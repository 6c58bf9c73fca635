use axum::{extract::State, routing::get, Json, Router};

use crate::error::AppResult;
use crate::middleware::{AppState, AuthUser};
use crate::models::DashboardStats;
use crate::services::DashboardService;

pub fn routes() -> Router<AppState> {
    Router::new().route("/", get(get_dashboard))
}

/// Сводка за текущий месяц
#[utoipa::path(
    get,
    path = "/api/v1/dashboard",
    tag = "dashboard",
    security(("bearer_auth" = [])),
    responses(
        (status = 200, description = "Показатели", body = DashboardStats),
        (status = 401, description = "Не авторизован")
    )
)]
pub async fn get_dashboard(
    State(state): State<AppState>,
    _auth_user: AuthUser,
) -> AppResult<Json<DashboardStats>> {
    let stats = DashboardService::compute(state.store()).await?;
    Ok(Json(stats))
}
use axum::{
    extract::{Path, State},
    routing::{get, put},
    Json, Router,
};
use uuid::Uuid;

use super::MessageResponse;
use crate::error::AppResult;
use crate::middleware::{AppState, AuthUser};
use crate::models::{Payment, PaymentRequest};
use crate::services::PaymentService;

pub fn routes() -> Router<AppState> {
    Router::new()
        .route("/", get(list_payments).post(create_payment))
        .route("/tenant/:tenant_id", get(list_tenant_payments))
        .route("/:id", get(get_payment).put(update_payment).delete(delete_payment))
        .route("/:id/mark-paid", put(mark_paid))
}

/// Создание платежа
#[utoipa::path(
    post,
    path = "/api/v1/payments",
    tag = "payments",
    security(("bearer_auth" = [])),
    request_body = PaymentRequest,
    responses(
        (status = 200, description = "Платёж создан", body = Payment),
        (status = 401, description = "Не авторизован"),
        (status = 422, description = "Ошибка валидации")
    )
)]
pub async fn create_payment(
    State(state): State<AppState>,
    _auth_user: AuthUser,
    Json(payload): Json<PaymentRequest>,
) -> AppResult<Json<Payment>> {
    let payment = PaymentService::create(state.store(), payload).await?;
    Ok(Json(payment))
}

/// Все платежи
#[utoipa::path(
    get,
    path = "/api/v1/payments",
    tag = "payments",
    security(("bearer_auth" = [])),
    responses(
        (status = 200, description = "Список платежей", body = Vec<Payment>),
        (status = 401, description = "Не авторизован")
    )
)]
pub async fn list_payments(
    State(state): State<AppState>,
    _auth_user: AuthUser,
) -> AppResult<Json<Vec<Payment>>> {
    let payments = PaymentService::list(state.store()).await?;
    Ok(Json(payments))
}

/// Платежи арендатора
#[utoipa::path(
    get,
    path = "/api/v1/payments/tenant/{tenant_id}",
    tag = "payments",
    security(("bearer_auth" = [])),
    params(
        ("tenant_id" = Uuid, Path, description = "ID арендатора")
    ),
    responses(
        (status = 200, description = "Платежи арендатора", body = Vec<Payment>)
    )
)]
pub async fn list_tenant_payments(
    State(state): State<AppState>,
    _auth_user: AuthUser,
    Path(tenant_id): Path<Uuid>,
) -> AppResult<Json<Vec<Payment>>> {
    let payments = PaymentService::list_by_tenant(state.store(), tenant_id).await?;
    Ok(Json(payments))
}

/// Платёж по ID
#[utoipa::path(
    get,
    path = "/api/v1/payments/{id}",
    tag = "payments",
    security(("bearer_auth" = [])),
    params(
        ("id" = Uuid, Path, description = "ID платежа")
    ),
    responses(
        (status = 200, description = "Платёж", body = Payment),
        (status = 404, description = "Платёж не найден")
    )
)]
pub async fn get_payment(
    State(state): State<AppState>,
    _auth_user: AuthUser,
    Path(id): Path<Uuid>,
) -> AppResult<Json<Payment>> {
    let payment = PaymentService::get(state.store(), id).await?;
    Ok(Json(payment))
}

/// Полное обновление платежа
#[utoipa::path(
    put,
    path = "/api/v1/payments/{id}",
    tag = "payments",
    security(("bearer_auth" = [])),
    params(
        ("id" = Uuid, Path, description = "ID платежа")
    ),
    request_body = PaymentRequest,
    responses(
        (status = 200, description = "Платёж обновлён", body = Payment),
        (status = 404, description = "Платёж не найден"),
        (status = 422, description = "Ошибка валидации")
    )
)]
pub async fn update_payment(
    State(state): State<AppState>,
    _auth_user: AuthUser,
    Path(id): Path<Uuid>,
    Json(payload): Json<PaymentRequest>,
) -> AppResult<Json<Payment>> {
    let payment = PaymentService::update(state.store(), id, payload).await?;
    Ok(Json(payment))
}

/// Отметить платёж оплаченным.
///
/// Ставит статус `paid` с сегодняшней датой и увеличивает счётчик
/// оплаченных месяцев арендатора. Повторный вызов увеличит счётчик снова.
#[utoipa::path(
    put,
    path = "/api/v1/payments/{id}/mark-paid",
    tag = "payments",
    security(("bearer_auth" = [])),
    params(
        ("id" = Uuid, Path, description = "ID платежа")
    ),
    responses(
        (status = 200, description = "Платёж оплачен", body = Payment),
        (status = 404, description = "Платёж не найден")
    )
)]
pub async fn mark_paid(
    State(state): State<AppState>,
    _auth_user: AuthUser,
    Path(id): Path<Uuid>,
) -> AppResult<Json<Payment>> {
    let payment = PaymentService::mark_paid(state.store(), id).await?;
    Ok(Json(payment))
}

/// Удаление платежа
#[utoipa::path(
    delete,
    path = "/api/v1/payments/{id}",
    tag = "payments",
    security(("bearer_auth" = [])),
    params(
        ("id" = Uuid, Path, description = "ID платежа")
    ),
    responses(
        (status = 200, description = "Платёж удалён", body = MessageResponse),
        (status = 404, description = "Платёж не найден")
    )
)]
pub async fn delete_payment(
    State(state): State<AppState>,
    _auth_user: AuthUser,
    Path(id): Path<Uuid>,
) -> AppResult<Json<MessageResponse>> {
    PaymentService::delete(state.store(), id).await?;
    Ok(Json(MessageResponse::ok("Payment deleted")))
}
----------------
What you are asked to do:
Return the number of lines containing the word "арендатора" in these records, with no additional output.

Output of the task:
4